The curbside collection systems for recyclates employed vary across the Netherlands:

- Biodegradable waste, "GFT" ("Groente-, Fruit-, en Tuinafval") – Green bin, or combined bin with residual waste (black/green bins), or underground waste containers. Collected in almost all municipalities except some quarters of major cities
- Paper/paperboard – Blue bin, or combined bin with plastic (blue/orange bins), or underground waste containers. Or put curbside in a cardboard box. Collected in almost all municipalities and in most major cities
- Plastic/cans – Orange bin, or combined with paper (blue/orange bins), or underground waste containers. Collected in some municipalities and in most major cities

=== Recyclable waste collected elsewhere ===
- Plastic bottles – collected with container-deposit legislation-systems, €0.15 for <0,5L, €0,25 for >0,5L
- Glass jars and bottles – common collection points. Since 1972
  - Beer bottles - collected with container-deposit legislation, €0,10 for <0,5L, €0,25 for >0,5L
- Textile – Textile containers in most cities
- Household hazardous waste, "KCA" ("Klein Chemisch Afval") – civic amenity sites
  - Batteries / fluorescent lamps – civic amenity sites, and some supermarkets (WeCycle bins)
  - Medication – civic amenity sites, and pharmacies
- Tires – civic amenity sites
- Ink cartridge – can be filled in stores again, or returned to collection points (WeCycle bins)
- Timber – civic amenity sites
- Household appliances – can be returned through shop when buying new products, or civic amenity sites

== Municipality recycling facilities ==

All municipalities are required to provide known collection points for recyclable and/or hazardous materials. All types of separated trash can be accepted here for free or a small sum depending on type of material (green stuff and concrete/bricks is usually free).
Some stores perform collection of chemicals (paint, batteries).
There are a great number of second-hand shops (run by charity organisations) that accept goods for processing, which consists of re-use, recycling and burning it as fuel.

== Facts and figures ==
Landfill usage has been lowered significantly from 13% in 1992 to 3% in 2016. Dutch household waste recycling averages 49% (2012).

The amount of separated household waste in the Netherlands was around 60% in 2014. The Dutch government wants 75% of household waste to be separated by 2020, which means that waste will decrease from 250 kilograms per capita per year to 100 kilograms per capita per year in 2020.

== EU regulations ==
National law concerning recycling is heavily influenced by EU regulations. Reforms may have great impact on national collection systems (for instance a downgrade of the recycling system is imaginable, when deposits on types of drink containers are lifted). Also, the environmental impact of industry is closely guarded by EU standards.

== Deposit systems ==
Deposit systems are in use for beer bottles, larger plastic bottles, and plastic crates for bottles. For these items, the deposit (or statiegeld) is returned by automated machines at supermarkets. A video of such a machine in use and returning the deposit is available on YouTube.

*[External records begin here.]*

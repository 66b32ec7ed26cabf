//! Small utility helpers used across modules.

/// Very small and safe string templating.
/// Replaces occurrences of `{key}` in the template with provided values, in
/// the order given. Unknown placeholders and literal JSON braces are left as-is.
pub fn fill_template(tpl: &str, pairs: &[(&str, &str)]) -> String {
  let mut out = tpl.to_string();
  for (k, v) in pairs {
    let needle = format!("{{{}}}", k);
    out = out.replace(&needle, v);
  }
  out
}

/// Lowercase and trim, for answer comparisons that ignore case and
/// surrounding whitespace.
pub fn normalize_answer(s: &str) -> String {
  s.trim().to_lowercase()
}

/// Log-safe truncation for large strings.
/// Avoids spamming logs with huge request/response payloads.
pub fn trunc_for_log(s: &str, max: usize) -> String {
  if s.len() <= max {
    return s.to_string();
  }
  let mut cut = max;
  while !s.is_char_boundary(cut) {
    cut -= 1;
  }
  format!("{}… ({} bytes total)", &s[..cut], s.len())
}
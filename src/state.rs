//! Application state shared by HTTP and WebSocket handlers.
//!
//! Owns the tutor facade, which in turn owns the backend-selection handle,
//! the model clients and the prompt set. Handlers never cache a backend; the
//! tutor resolves the selection on every call.

use tracing::{info, instrument};

use crate::config::{apply_env_overrides, load_agent_config_from_env};
use crate::error::TutorError;
use crate::tutor::Tutor;

#[derive(Clone)]
pub struct AppState {
    pub tutor: Tutor,
}

impl AppState {
    pub fn new(tutor: Tutor) -> Self {
        Self { tutor }
    }

    /// Build state from env: load TOML config (if any), apply env overrides, build the tutor.
    #[instrument(level = "info", skip_all)]
    pub fn from_env() -> Result<Self, TutorError> {
        let mut cfg = load_agent_config_from_env().unwrap_or_default();
        apply_env_overrides(&mut cfg);
        let tutor = Tutor::from_config(&cfg)?;
        info!(target: "vocab_tutor", "Application state ready");
        Ok(Self::new(tutor))
    }
}
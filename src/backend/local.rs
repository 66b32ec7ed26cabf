//! On-device backend: a locally hosted model server speaking the Ollama
//! `/api/generate` protocol.
//!
//! Typed calls pass the target shape's JSON Schema as `format`, which
//! constrains decoding so the output is always syntactically valid JSON of
//! that shape. Failures are capability-level (refusal, context overflow,
//! model not loaded), never provider quota or credential problems.

use std::time::{Duration, Instant};

use async_trait::async_trait;
use serde::{Deserialize, Serialize};
use serde_json::Value;
use tracing::{debug, instrument, warn};

use super::{strip_reasoning, LanguageModel, Shape, TypedGeneration};
use crate::error::{CapabilityFailure, TutorError};
use crate::util::trunc_for_log;

pub const DEFAULT_BASE_URL: &str = "http://127.0.0.1:11434";
pub const DEFAULT_MODEL: &str = "llama3.2:3b";

#[derive(Clone)]
pub struct LocalModel {
  http: reqwest::Client,
  base_url: String,
  model: String,
}

impl LocalModel {
  pub fn new(base_url: impl Into<String>, model: impl Into<String>, timeout: Duration) -> Result<Self, TutorError> {
    let http = reqwest::Client::builder()
      .timeout(timeout)
      .build()
      .map_err(|e| TutorError::Config(format!("failed to build HTTP client: {e}")))?;
    Ok(Self {
      http,
      base_url: base_url.into().trim_end_matches('/').to_string(),
      model: model.into(),
    })
  }

  pub fn base_url(&self) -> &str {
    &self.base_url
  }

  async fn generate_raw(&self, prompt: &str, format: Option<Value>) -> Result<GenerateResponse, TutorError> {
    let url = format!("{}/api/generate", self.base_url);
    let body = GenerateRequest { model: &self.model, prompt, stream: false, format };

    let start = Instant::now();
    let res = self.http.post(&url).json(&body).send().await.map_err(|e| {
      warn!(error = %e, "Local model unreachable");
      TutorError::from(CapabilityFailure::Unavailable(e.to_string()))
    })?;

    let status = res.status();
    let text = res
      .text()
      .await
      .map_err(|e| TutorError::from(CapabilityFailure::Unavailable(e.to_string())))?;
    debug!(elapsed = ?start.elapsed(), %status, body_len = text.len(), "Local model replied");

    if !status.is_success() {
      let message = serde_json::from_str::<ErrorResponse>(&text)
        .map(|e| e.error)
        .unwrap_or_else(|_| format!("HTTP {status}"));
      return Err(classify_failure(&message).into());
    }

    serde_json::from_str::<GenerateResponse>(&text)
      .map_err(|e| CapabilityFailure::Unavailable(format!("unreadable reply: {e}")).into())
  }
}

#[async_trait]
impl LanguageModel for LocalModel {
  fn name(&self) -> &str {
    &self.model
  }

  #[instrument(level = "info", skip(self, prompt), fields(model = %self.model, prompt_len = prompt.len()))]
  async fn invoke(&self, prompt: &str) -> Result<String, TutorError> {
    let reply = self.generate_raw(prompt, None).await?;
    Ok(strip_reasoning(&reply.response))
  }

  fn typed(&self) -> Option<&dyn TypedGeneration> {
    Some(self)
  }
}

#[async_trait]
impl TypedGeneration for LocalModel {
  #[instrument(level = "info", skip(self, prompt), fields(model = %self.model, %shape, prompt_len = prompt.len()))]
  async fn invoke_typed(&self, prompt: &str, shape: Shape) -> Result<Value, TutorError> {
    let reply = self.generate_raw(prompt, Some(shape.schema())).await?;
    if reply.done_reason.as_deref() == Some("length") {
      return Err(CapabilityFailure::ContextOverflow("output truncated at the token limit".into()).into());
    }
    // Constrained decoding only ever yields JSON; anything else is the
    // model declining to answer.
    serde_json::from_str::<Value>(reply.response.trim())
      .map_err(|_| CapabilityFailure::SafetyRefusal(trunc_for_log(&reply.response, 120)).into())
  }
}

/// Sort a local model error message into a capability failure.
fn classify_failure(message: &str) -> CapabilityFailure {
  let lower = message.to_lowercase();
  if lower.contains("context") && (lower.contains("length") || lower.contains("window") || lower.contains("exceed")) {
    CapabilityFailure::ContextOverflow(message.to_string())
  } else if ["safety", "refus", "guardrail", "unsafe", "policy"].iter().any(|k| lower.contains(k)) {
    CapabilityFailure::SafetyRefusal(message.to_string())
  } else {
    CapabilityFailure::Unavailable(message.to_string())
  }
}

// --- Wire DTOs ---

#[derive(Serialize)]
struct GenerateRequest<'a> {
  model: &'a str,
  prompt: &'a str,
  stream: bool,
  #[serde(skip_serializing_if = "Option::is_none")]
  format: Option<Value>,
}

#[derive(Deserialize)]
struct GenerateResponse {
  #[serde(default)] response: String,
  #[serde(default)] done_reason: Option<String>,
}

#[derive(Deserialize)]
struct ErrorResponse { error: String }
//! Revocation Pipeline: unwinds a punch's score side effects when it moves
//! out of Approved. Streaks are deliberately left untouched — see
//! DESIGN.md's Open Question notes.

use sqlx::{Sqlite, Transaction};

use crate::clock::Calendar;
use crate::error::ApiError;
use crate::models::activity::Activity;
use crate::models::project::Project;
use crate::models::punch::Punch;
use crate::models::score_entry::{activity_bonus_cause, project_bonus_cause};
use crate::store::{config_reader, punch as punch_store, score};

#[derive(Debug, Clone, Default)]
pub struct RevokeOutcome {
    pub reverted_total: i64,
    pub project_bonus_reverted: bool,
    pub activity_bonus_reverted: bool,
}

async fn project_complete_on_day(
    tx: &mut Transaction<'_, Sqlite>,
    project_id: i64,
    user_id: i64,
    day_start: i64,
    day_end: i64,
) -> Result<bool, ApiError> {
    let required = config_reader::required_columns_for_project(&mut **tx, project_id).await?;
    if required.is_empty() {
        return Ok(false);
    }
    for column_id in required {
        if !punch_store::has_approved_punch_on_day(&mut **tx, user_id, column_id, day_start, day_end)
            .await?
        {
            return Ok(false);
        }
    }
    Ok(true)
}

async fn activity_complete_on_day(
    tx: &mut Transaction<'_, Sqlite>,
    activity_id: i64,
    user_id: i64,
    day_start: i64,
    day_end: i64,
) -> Result<bool, ApiError> {
    let required = config_reader::required_columns_for_activity(&mut **tx, activity_id).await?;
    if required.is_empty() {
        return Ok(false);
    }
    for column_id in required {
        if !punch_store::has_approved_punch_on_day(&mut **tx, user_id, column_id, day_start, day_end)
            .await?
        {
            return Ok(false);
        }
    }
    Ok(true)
}

/// Reverses every active score entry attributed to `punch`, then checks
/// whether this punch's un-approval broke a completion bonus it was not
/// itself tied to (the bonus was recorded against whichever punch happened
/// to complete the set) — if so, revokes that bonus too.
///
/// `soft_delete_by_punch` already removes every entry keyed on this punch's
/// id, which includes a project/activity completion bonus when *this*
/// punch was the one that completed the scope (the common case: the bonus
/// is recorded with `punch_id` set to whichever punch triggered it). A
/// subsequent `find_active_bonus` query would not see that row anymore —
/// it is already soft-deleted — so the bonus-revoked flags are read off of
/// `entries` first; only a bonus recorded under a *different* punch id
/// falls through to the conditional re-check below.
pub async fn revoke_for_punch(
    tx: &mut Transaction<'_, Sqlite>,
    calendar: &Calendar,
    punch: &Punch,
    project: &Project,
    activity: &Activity,
) -> Result<RevokeOutcome, ApiError> {
    let mut outcome = RevokeOutcome::default();

    let entries = score::soft_delete_by_punch(tx, punch.id).await?;
    let direct_total: i64 = entries.iter().map(|e| e.count).sum();
    if direct_total != 0 {
        crate::store::aggregate::adjust(tx, punch.user_id, activity.id, -direct_total).await?;
        outcome.reverted_total += direct_total;
    }

    let instant = punch.created_at_instant();
    let day = calendar.day_index(instant);
    let day_start = calendar.day_start(instant).timestamp();
    let day_end = day_start + 86_400;

    let project_cause = project_bonus_cause(project.id);
    let project_bonus_already_removed = entries.iter().any(|e| e.cause == project_cause);
    if project_bonus_already_removed {
        outcome.project_bonus_reverted = true;
    } else if project.has_completion_bonus() {
        if let Some(bonus) =
            score::find_active_bonus(&mut **tx, punch.user_id, &project_cause, day).await?
        {
            if !project_complete_on_day(tx, project.id, punch.user_id, day_start, day_end).await? {
                score::soft_delete_entry(tx, bonus.id).await?;
                crate::store::aggregate::adjust(tx, punch.user_id, activity.id, -bonus.count).await?;
                outcome.reverted_total += bonus.count;
                outcome.project_bonus_reverted = true;
            }
        }
    }

    let activity_cause = activity_bonus_cause(activity.id);
    let activity_bonus_already_removed = entries.iter().any(|e| e.cause == activity_cause);
    if activity_bonus_already_removed {
        outcome.activity_bonus_reverted = true;
    } else if activity.has_completion_bonus() {
        if let Some(bonus) =
            score::find_active_bonus(&mut **tx, punch.user_id, &activity_cause, day).await?
        {
            if !activity_complete_on_day(tx, activity.id, punch.user_id, day_start, day_end).await? {
                score::soft_delete_entry(tx, bonus.id).await?;
                crate::store::aggregate::adjust(tx, punch.user_id, activity.id, -bonus.count).await?;
                outcome.reverted_total += bonus.count;
                outcome.activity_bonus_reverted = true;
            }
        }
    }

    Ok(outcome)
}
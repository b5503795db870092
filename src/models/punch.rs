use chrono::{DateTime, Utc};
use serde::{Deserialize, Serialize};
use sqlx::FromRow;

#[derive(Debug, Serialize, Deserialize, Clone, Copy, PartialEq, Eq)]
#[serde(rename_all = "snake_case")]
#[repr(i64)]
pub enum PunchStatus {
    Pending = 0,
    Approved = 1,
    Rejected = 2,
}

impl PunchStatus {
    pub fn from_i64(raw: i64) -> Option<Self> {
        match raw {
            0 => Some(PunchStatus::Pending),
            1 => Some(PunchStatus::Approved),
            2 => Some(PunchStatus::Rejected),
            _ => None,
        }
    }
}

impl sqlx::Type<sqlx::Sqlite> for PunchStatus {
    fn type_info() -> sqlx::sqlite::SqliteTypeInfo {
        <i64 as sqlx::Type<sqlx::Sqlite>>::type_info()
    }

    fn compatible(ty: &sqlx::sqlite::SqliteTypeInfo) -> bool {
        <i64 as sqlx::Type<sqlx::Sqlite>>::compatible(ty)
    }
}

impl<'q> sqlx::Encode<'q, sqlx::Sqlite> for PunchStatus {
    fn encode_by_ref(
        &self,
        buf: &mut Vec<sqlx::sqlite::SqliteArgumentValue<'q>>,
    ) -> Result<sqlx::encode::IsNull, sqlx::error::BoxDynError> {
        <i64 as sqlx::Encode<sqlx::Sqlite>>::encode_by_ref(&(*self as i64), buf)
    }
}

impl<'r> sqlx::Decode<'r, sqlx::Sqlite> for PunchStatus {
    fn decode(
        value: sqlx::sqlite::SqliteValueRef<'r>,
    ) -> Result<Self, Box<dyn std::error::Error + Send + Sync>> {
        let raw = <i64 as sqlx::Decode<sqlx::Sqlite>>::decode(value)?;
        PunchStatus::from_i64(raw).ok_or_else(|| format!("invalid punch status: {}", raw).into())
    }
}

/// A single punch submission: short text plus optional image references,
/// timestamped to the wall instant it was created (or last updated, while
/// still Pending). `created_at` is stored as epoch seconds; civil-day
/// computations always go through `Calendar`, never through this field
/// directly.
#[derive(Debug, Serialize, Deserialize, FromRow, Clone)]
pub struct Punch {
    pub id: i64,
    pub column_id: i64,
    pub user_id: i64,
    pub content: String,
    pub status: PunchStatus,
    pub created_at: i64,
}

impl Punch {
    pub fn created_at_instant(&self) -> DateTime<Utc> {
        DateTime::from_timestamp(self.created_at, 0).expect("stored punch timestamps are valid")
    }
}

Gas bottles and household appliances are also covered by this. Although for these the money is never returned, it requires a shop owner to accept the discarded item it replaces, if handed in. The used term is "verwijderingsbijdrage" or "removal fee". Extra earnings from this system are spent on investments in the recycling industry.

On 24 April 2020, the State Secretary for Infrastructure and Water Management Stientje van Veldhoven announced that plastic bottles smaller than 1L will be subject to a €0.15 deposit, starting on 1 July 2021. Beverage cans will be subject to a deposit in 2022 if the industry doesn't succeed to reduce the presence of cans in the environment with 70% in 2021. Dutch environmental organisations acclaimed the decision.